Inconvenient truth hiding behind the excitement about educating girls. - Anon84
http://www.ssireview.org/articles/entry/whats_sex_got_to_do_with_it
======
anovikov
My sincere belief is that the change of reproductive patterns of women (and
all associated social, human rights, and political change) is just a
consequence of economic growth and demands which it brings up. Change in
mortality, on the other hand, obviously results from vaccinations.

Western countries who invented both things (economic growth through division
of labor and later, machines, and vaccines) have been lucky to keep both
processes approximately in line with each other, thus avoiding population
explosion (while even them didn't completely evade trouble).

Then they brought vaccines (that are cheap) to developing countries out of
their 'humanistic' values, but could not bring modern economy along with it.

We see the result. Genie is out of the bottle - and there is nothing we could
do. We cannot bring modern economy to these countries quickly. We cannot
deprive them of vaccines, because they are cheap and they can even afford
buying them without any foreign assistance.

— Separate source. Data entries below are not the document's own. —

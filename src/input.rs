//! Polled input
//!
//! The simulation never listens for events. The host feeds key and touch
//! events into one of the models below, and the step samples the resulting
//! state once per frame through [`InputSource`].

use glam::Vec2;
use serde::{Deserialize, Serialize};

/// Movement directions (screen space: up is -y)
#[derive(Debug, Clone, Copy, PartialEq, Eq, Hash, Serialize, Deserialize)]
pub enum Direction {
    Up,
    Down,
    Left,
    Right,
}

/// How the player is steered; fixed for the whole session
#[derive(Debug, Clone, Copy, PartialEq, Eq, Default, Serialize, Deserialize)]
pub enum InputMode {
    /// Keyboard-style on/off directions
    #[default]
    Digital,
    /// Joystick-style normalized deflection
    Analog,
}

/// Read-only view of the host's input state
pub trait InputSource {
    fn is_direction_active(&self, dir: Direction) -> bool;
    fn is_shoot_active(&self) -> bool;
    /// Normalized stick deflection, each axis in [-1, 1]
    fn deflection(&self) -> Vec2 {
        Vec2::ZERO
    }
}

/// Player steering for one tick
#[derive(Debug, Clone, Copy, PartialEq)]
pub enum Movement {
    Digital {
        up: bool,
        down: bool,
        left: bool,
        right: bool,
    },
    Analog(Vec2),
}

impl Default for Movement {
    fn default() -> Self {
        Movement::Digital {
            up: false,
            down: false,
            left: false,
            right: false,
        }
    }
}

impl Movement {
    /// Input mode this movement belongs to
    pub fn mode(&self) -> InputMode {
        match self {
            Movement::Digital { .. } => InputMode::Digital,
            Movement::Analog(_) => InputMode::Analog,
        }
    }

    /// Player displacement for this tick.
    ///
    /// Digital directions move at full speed on each axis independently, so
    /// diagonals are faster. The analog path damps each axis by the other's
    /// deflection: `dx = sx * speed * (2 - |sy|) * dt`.
    pub fn displacement(&self, speed: f32, dt: f32) -> Vec2 {
        match *self {
            Movement::Digital {
                up,
                down,
                left,
                right,
            } => {
                let step = speed * dt;
                let mut delta = Vec2::ZERO;
                if down {
                    delta.y += step;
                }
                if up {
                    delta.y -= step;
                }
                if left {
                    delta.x -= step;
                }
                if right {
                    delta.x += step;
                }
                delta
            }
            Movement::Analog(stick) => Vec2::new(
                stick.x * speed * (2.0 - stick.y.abs()) * dt,
                stick.y * speed * (2.0 - stick.x.abs()) * dt,
            ),
        }
    }
}

/// Input commands for a single tick
#[derive(Debug, Clone, Copy, Default, PartialEq)]
pub struct TickInput {
    pub movement: Movement,
    pub shoot: bool,
}

impl TickInput {
    /// Sample an input source once, in the session's input mode
    pub fn sample(source: &impl InputSource, mode: InputMode) -> Self {
        let movement = match mode {
            InputMode::Digital => Movement::Digital {
                up: source.is_direction_active(Direction::Up),
                down: source.is_direction_active(Direction::Down),
                left: source.is_direction_active(Direction::Left),
                right: source.is_direction_active(Direction::Right),
            },
            InputMode::Analog => {
                let d = source.deflection();
                Movement::Analog(d.clamp(Vec2::splat(-1.0), Vec2::ONE))
            }
        };
        Self {
            movement,
            shoot: source.is_shoot_active(),
        }
    }
}

/// Keyboard action names
#[derive(Debug, Clone, Copy, PartialEq, Eq)]
pub enum Action {
    Shoot,
    Move(Direction),
}

/// Map a `KeyboardEvent.key` value to an action
pub fn action_for_key(key: &str) -> Option<Action> {
    match key {
        " " => Some(Action::Shoot),
        "ArrowUp" | "w" => Some(Action::Move(Direction::Up)),
        "ArrowDown" | "s" => Some(Action::Move(Direction::Down)),
        "ArrowLeft" | "a" => Some(Action::Move(Direction::Left)),
        "ArrowRight" | "d" => Some(Action::Move(Direction::Right)),
        _ => None,
    }
}

/// Held keyboard actions
#[derive(Debug, Clone, Default)]
pub struct KeyboardInput {
    up: bool,
    down: bool,
    left: bool,
    right: bool,
    shoot: bool,
}

impl KeyboardInput {
    pub fn new() -> Self {
        Self::default()
    }

    /// Record a key press/release. Returns true if the key is bound.
    pub fn set_key(&mut self, key: &str, pressed: bool) -> bool {
        match action_for_key(key) {
            Some(action) => {
                self.set_action(action, pressed);
                true
            }
            None => false,
        }
    }

    pub fn set_action(&mut self, action: Action, active: bool) {
        match action {
            Action::Shoot => self.shoot = active,
            Action::Move(Direction::Up) => self.up = active,
            Action::Move(Direction::Down) => self.down = active,
            Action::Move(Direction::Left) => self.left = active,
            Action::Move(Direction::Right) => self.right = active,
        }
    }

    /// Window lost focus: key-up events will never arrive
    pub fn clear(&mut self) {
        *self = Self::default();
    }
}

impl InputSource for KeyboardInput {
    fn is_direction_active(&self, dir: Direction) -> bool {
        match dir {
            Direction::Up => self.up,
            Direction::Down => self.down,
            Direction::Left => self.left,
            Direction::Right => self.right,
        }
    }

    fn is_shoot_active(&self) -> bool {
        self.shoot
    }
}

/// Virtual joystick state (the widget itself is drawn by the host)
#[derive(Debug, Clone)]
pub struct Joystick {
    /// Base centre in viewport pixels
    pub center: Vec2,
    /// Deflection at which an axis saturates
    pub radius: f32,
    offset: Vec2,
}

impl Joystick {
    pub fn new(center: Vec2, radius: f32) -> Self {
        Self {
            center,
            radius: radius.max(1.0),
            offset: Vec2::ZERO,
        }
    }

    /// Only touches on the left half of the viewport steer
    pub fn accepts(&self, touch_x: f32, viewport_width: f32) -> bool {
        touch_x < viewport_width / 2.0
    }

    /// Touch start/move at viewport position
    pub fn touch(&mut self, pos: Vec2) {
        self.offset = pos - self.center;
    }

    /// Touch end recentres the stick
    pub fn release(&mut self) {
        self.offset = Vec2::ZERO;
    }

    pub fn deflection(&self) -> Vec2 {
        (self.offset / self.radius).clamp(Vec2::splat(-1.0), Vec2::ONE)
    }
}

/// Touch controls: joystick for steering plus a fire button.
///
/// Each finger is followed by its touch identifier, so a finger keeps the
/// role it started with wherever it moves or lifts.
#[derive(Debug, Clone)]
pub struct TouchInput {
    pub joystick: Joystick,
    shoot: bool,
    steer_id: Option<i32>,
    fire_id: Option<i32>,
}

impl TouchInput {
    pub fn new(joystick: Joystick) -> Self {
        Self {
            joystick,
            shoot: false,
            steer_id: None,
            fire_id: None,
        }
    }

    /// Driven by the on-screen fire button
    pub fn set_shoot(&mut self, active: bool) {
        self.shoot = active;
    }

    /// New finger down. Left half steers (one finger at a time), anything
    /// else presses fire.
    pub fn touch_start(&mut self, id: i32, pos: Vec2, viewport_width: f32) {
        if self.steer_id.is_none() && self.joystick.accepts(pos.x, viewport_width) {
            self.steer_id = Some(id);
            self.joystick.touch(pos);
        } else if self.steer_id != Some(id) {
            self.fire_id = Some(id);
            self.set_shoot(true);
        }
    }

    /// Finger moved. Only the steering finger affects the stick.
    pub fn touch_move(&mut self, id: i32, pos: Vec2) {
        if self.steer_id == Some(id) {
            self.joystick.touch(pos);
        }
    }

    /// Finger lifted or cancelled
    pub fn touch_end(&mut self, id: i32) {
        if self.steer_id == Some(id) {
            self.steer_id = None;
            self.joystick.release();
        }
        if self.fire_id == Some(id) {
            self.fire_id = None;
            self.set_shoot(false);
        }
    }

    /// Drop every tracked finger
    pub fn clear(&mut self) {
        self.joystick.release();
        self.steer_id = None;
        self.fire_id = None;
        self.shoot = false;
    }
}

impl InputSource for TouchInput {
    fn is_direction_active(&self, _dir: Direction) -> bool {
        false
    }

    fn is_shoot_active(&self) -> bool {
        self.shoot
    }

    fn deflection(&self) -> Vec2 {
        self.joystick.deflection()
    }
}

Trying to fix this with some sort of 'education for girls' before the economic
stimulus (market demand for women to join the organized labor force) arrives
resembles attempts by Russians to build communism by killing all capitalists
and forcing everyone to work. They will call these attempts 'sinful' and
'brought by our enemies who don't respect our traditional way of life', and
rightly so.

All we can do it just sit and wait, that's my guess. Social change does not
come by itself, or as a result of some external manipulation, it is always a
product of change in productive forces.

------
e12e
I really hope more aid organizations will heed this and similar advice, and
understand that family planning via sexual education and the availability of
contraceptives is going to be one of our best chances for a better world.

------
lutusp
A quote from the article: "Larry Summers, former president of Harvard
University, who was widely criticized for his 2008 comment about women’s lack
of natural aptitude for science and math, ..."

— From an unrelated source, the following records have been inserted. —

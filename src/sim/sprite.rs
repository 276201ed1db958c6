//! Sprite-sheet animation
//!
//! A sprite steps through a list of frame indices on a fixed frame duration.
//! It is a plain value advanced by `update(dt)`; nothing subscribes to it.
//! One-shot sprites stop on their last frame and report `done`.

use glam::Vec2;
use serde::{Deserialize, Serialize};

use crate::error::SimError;
use crate::render::{FrameRect, ImageId};

#[derive(Debug, Clone, PartialEq, Serialize, Deserialize)]
pub struct Sprite {
    pub image: ImageId,
    /// Top-left of frame 0 on the sheet
    pub origin: Vec2,
    /// Frame size, also the entity's hitbox
    pub size: Vec2,
    /// Frame indices to show, in order
    frames: Vec<usize>,
    frame_duration: f32,
    cursor: usize,
    elapsed: f32,
    one_shot: bool,
    done: bool,
}

impl Sprite {
    /// Build a sprite. `name` is only used in error messages.
    pub fn new(
        name: &'static str,
        image: ImageId,
        origin: Vec2,
        size: Vec2,
        frame_duration: f32,
        frames: Vec<usize>,
        one_shot: bool,
    ) -> Result<Self, SimError> {
        if frames.is_empty() {
            return Err(SimError::EmptyAnimation { sprite: name });
        }
        if !(frame_duration > 0.0) {
            return Err(SimError::NonPositiveFrameDuration {
                sprite: name,
                value: frame_duration,
            });
        }
        Ok(Self {
            image,
            origin,
            size,
            frames,
            frame_duration,
            cursor: 0,
            elapsed: 0.0,
            one_shot,
            done: false,
        })
    }

    /// Sprite with one frame forever
    pub fn still(
        name: &'static str,
        image: ImageId,
        origin: Vec2,
        size: Vec2,
    ) -> Result<Self, SimError> {
        Self::new(name, image, origin, size, 1.0, vec![0], false)
    }

    /// Advance the animation clock. Once the current frame has been shown
    /// for longer than the frame duration, move to the next frame.
    pub fn update(&mut self, dt: f32) {
        if self.done {
            return;
        }
        self.elapsed += dt;
        if self.elapsed <= self.frame_duration {
            return;
        }
        self.elapsed = 0.0;

        let last = self.frames.len() - 1;
        if self.cursor < last {
            self.cursor += 1;
        } else if self.one_shot {
            self.done = true;
        } else {
            self.cursor = 0;
        }
    }

    /// One-shot animation has played through
    pub fn is_done(&self) -> bool {
        self.done
    }

    /// Index into `frames` currently shown
    pub fn cursor(&self) -> usize {
        self.cursor
    }

    /// Sheet frame index currently shown
    pub fn current_frame(&self) -> usize {
        self.frames[self.cursor]
    }

    /// Source rectangle of the current frame. Frames run left to right.
    pub fn frame_rect(&self) -> FrameRect {
        FrameRect {
            x: self.origin.x + self.current_frame() as f32 * self.size.x,
            y: self.origin.y,
            w: self.size.x,
            h: self.size.y,
        }
    }
}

It's false -- Summers said no such thing. Summer's remarks were widely
misinterpreted and led to his resignation from Harvard, but his point was
simple and has been made by many: there is a theory that both genders have
exactly the same mean I.Q., but for evolutionary reasons men's sigma (standard
deviation) is wider -- meaning men are more likely to be outliers than women,
both smarter and dumber. So, on average, and contrary to the claim in the
article, Summers said men and women have the same aptitude for math and
science.

In other respects the article is constructive -- if women cannot control their
own fertility, they can't control anything. This makes free access to
reproductive methods and rights, and education, a top priority.